=== Assignment ===
Pick out all lines of the entries that include the word "match" and copy them.

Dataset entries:
————————
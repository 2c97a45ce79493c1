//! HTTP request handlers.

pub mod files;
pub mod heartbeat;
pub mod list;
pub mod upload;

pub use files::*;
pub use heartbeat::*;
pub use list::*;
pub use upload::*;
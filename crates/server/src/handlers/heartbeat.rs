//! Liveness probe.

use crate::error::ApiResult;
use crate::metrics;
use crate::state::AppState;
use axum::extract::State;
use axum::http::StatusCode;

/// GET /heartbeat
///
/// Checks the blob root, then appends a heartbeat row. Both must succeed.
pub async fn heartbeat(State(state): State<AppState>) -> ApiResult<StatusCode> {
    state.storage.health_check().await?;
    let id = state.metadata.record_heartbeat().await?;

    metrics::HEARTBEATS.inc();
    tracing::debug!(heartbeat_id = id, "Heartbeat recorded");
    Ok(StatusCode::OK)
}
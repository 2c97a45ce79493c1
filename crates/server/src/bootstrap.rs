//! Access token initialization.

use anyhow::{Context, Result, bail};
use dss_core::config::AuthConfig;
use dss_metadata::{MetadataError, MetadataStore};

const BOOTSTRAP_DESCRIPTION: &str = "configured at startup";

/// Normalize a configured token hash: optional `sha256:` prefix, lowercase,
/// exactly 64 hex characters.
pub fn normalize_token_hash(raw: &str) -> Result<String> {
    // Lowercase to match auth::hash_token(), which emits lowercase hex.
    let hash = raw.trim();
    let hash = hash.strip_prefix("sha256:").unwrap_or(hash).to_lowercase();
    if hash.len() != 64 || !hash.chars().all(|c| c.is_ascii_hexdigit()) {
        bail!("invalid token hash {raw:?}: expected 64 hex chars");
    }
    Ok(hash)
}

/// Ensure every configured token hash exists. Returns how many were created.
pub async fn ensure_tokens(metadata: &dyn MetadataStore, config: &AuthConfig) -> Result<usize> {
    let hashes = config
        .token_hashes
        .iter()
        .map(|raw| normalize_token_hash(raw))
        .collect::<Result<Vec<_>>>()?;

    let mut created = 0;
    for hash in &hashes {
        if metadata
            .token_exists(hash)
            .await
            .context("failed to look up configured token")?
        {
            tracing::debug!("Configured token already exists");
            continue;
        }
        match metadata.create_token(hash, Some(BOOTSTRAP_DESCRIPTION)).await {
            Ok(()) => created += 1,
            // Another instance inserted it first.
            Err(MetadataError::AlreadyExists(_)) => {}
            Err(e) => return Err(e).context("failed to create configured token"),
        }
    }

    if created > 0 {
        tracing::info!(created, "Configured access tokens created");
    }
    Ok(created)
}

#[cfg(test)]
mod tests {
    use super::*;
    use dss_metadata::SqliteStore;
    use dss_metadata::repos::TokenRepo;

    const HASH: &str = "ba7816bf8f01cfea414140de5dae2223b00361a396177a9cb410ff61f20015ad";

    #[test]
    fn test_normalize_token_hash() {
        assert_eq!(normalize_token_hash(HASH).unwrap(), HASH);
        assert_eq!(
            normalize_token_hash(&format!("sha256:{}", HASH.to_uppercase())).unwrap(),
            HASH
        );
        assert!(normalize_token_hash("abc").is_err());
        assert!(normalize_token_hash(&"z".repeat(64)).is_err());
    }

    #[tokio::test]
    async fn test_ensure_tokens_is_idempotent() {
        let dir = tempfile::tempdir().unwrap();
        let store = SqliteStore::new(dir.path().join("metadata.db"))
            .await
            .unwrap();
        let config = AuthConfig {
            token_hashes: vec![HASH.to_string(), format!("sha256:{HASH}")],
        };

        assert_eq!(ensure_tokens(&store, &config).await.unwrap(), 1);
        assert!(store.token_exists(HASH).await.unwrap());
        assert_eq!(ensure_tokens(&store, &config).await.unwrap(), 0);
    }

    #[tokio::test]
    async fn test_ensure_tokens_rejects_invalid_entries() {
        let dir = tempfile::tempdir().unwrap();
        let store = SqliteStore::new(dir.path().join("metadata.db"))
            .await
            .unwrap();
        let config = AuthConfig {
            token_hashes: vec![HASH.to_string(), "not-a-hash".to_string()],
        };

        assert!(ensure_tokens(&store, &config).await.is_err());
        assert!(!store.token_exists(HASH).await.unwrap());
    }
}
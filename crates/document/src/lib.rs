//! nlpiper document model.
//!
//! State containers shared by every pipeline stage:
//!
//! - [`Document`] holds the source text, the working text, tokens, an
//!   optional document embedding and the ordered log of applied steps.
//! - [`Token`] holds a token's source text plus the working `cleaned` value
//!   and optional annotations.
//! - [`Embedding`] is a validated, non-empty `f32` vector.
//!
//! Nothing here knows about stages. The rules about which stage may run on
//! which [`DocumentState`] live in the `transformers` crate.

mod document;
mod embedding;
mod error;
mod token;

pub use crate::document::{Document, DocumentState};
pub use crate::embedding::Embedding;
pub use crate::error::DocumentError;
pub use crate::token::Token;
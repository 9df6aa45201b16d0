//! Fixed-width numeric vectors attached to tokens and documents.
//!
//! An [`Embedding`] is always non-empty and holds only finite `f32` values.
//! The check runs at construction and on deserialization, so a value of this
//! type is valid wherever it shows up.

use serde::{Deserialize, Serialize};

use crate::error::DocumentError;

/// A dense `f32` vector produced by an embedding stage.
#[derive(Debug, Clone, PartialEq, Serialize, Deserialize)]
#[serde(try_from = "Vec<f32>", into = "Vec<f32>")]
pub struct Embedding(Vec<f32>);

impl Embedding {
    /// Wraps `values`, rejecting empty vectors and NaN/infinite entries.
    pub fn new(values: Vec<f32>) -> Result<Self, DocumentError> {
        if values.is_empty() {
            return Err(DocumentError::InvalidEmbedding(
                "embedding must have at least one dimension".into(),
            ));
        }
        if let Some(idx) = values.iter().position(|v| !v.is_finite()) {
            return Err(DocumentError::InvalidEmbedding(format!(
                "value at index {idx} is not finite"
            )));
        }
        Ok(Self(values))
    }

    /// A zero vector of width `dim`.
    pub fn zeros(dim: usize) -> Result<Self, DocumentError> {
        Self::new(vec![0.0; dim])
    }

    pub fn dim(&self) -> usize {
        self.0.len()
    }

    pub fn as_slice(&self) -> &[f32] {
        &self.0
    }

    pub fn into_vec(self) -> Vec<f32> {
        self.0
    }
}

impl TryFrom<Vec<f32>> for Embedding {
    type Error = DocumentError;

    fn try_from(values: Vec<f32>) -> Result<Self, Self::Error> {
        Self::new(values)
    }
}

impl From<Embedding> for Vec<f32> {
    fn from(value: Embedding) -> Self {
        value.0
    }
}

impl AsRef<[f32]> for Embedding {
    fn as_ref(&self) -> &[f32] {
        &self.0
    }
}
————————
=== Response box ===
    // Lowercase to match auth::hash_token(), which emits lowercase hex.
        match metadata.create_token(hash, Some(BOOTSTRAP_DESCRIPTION)).await {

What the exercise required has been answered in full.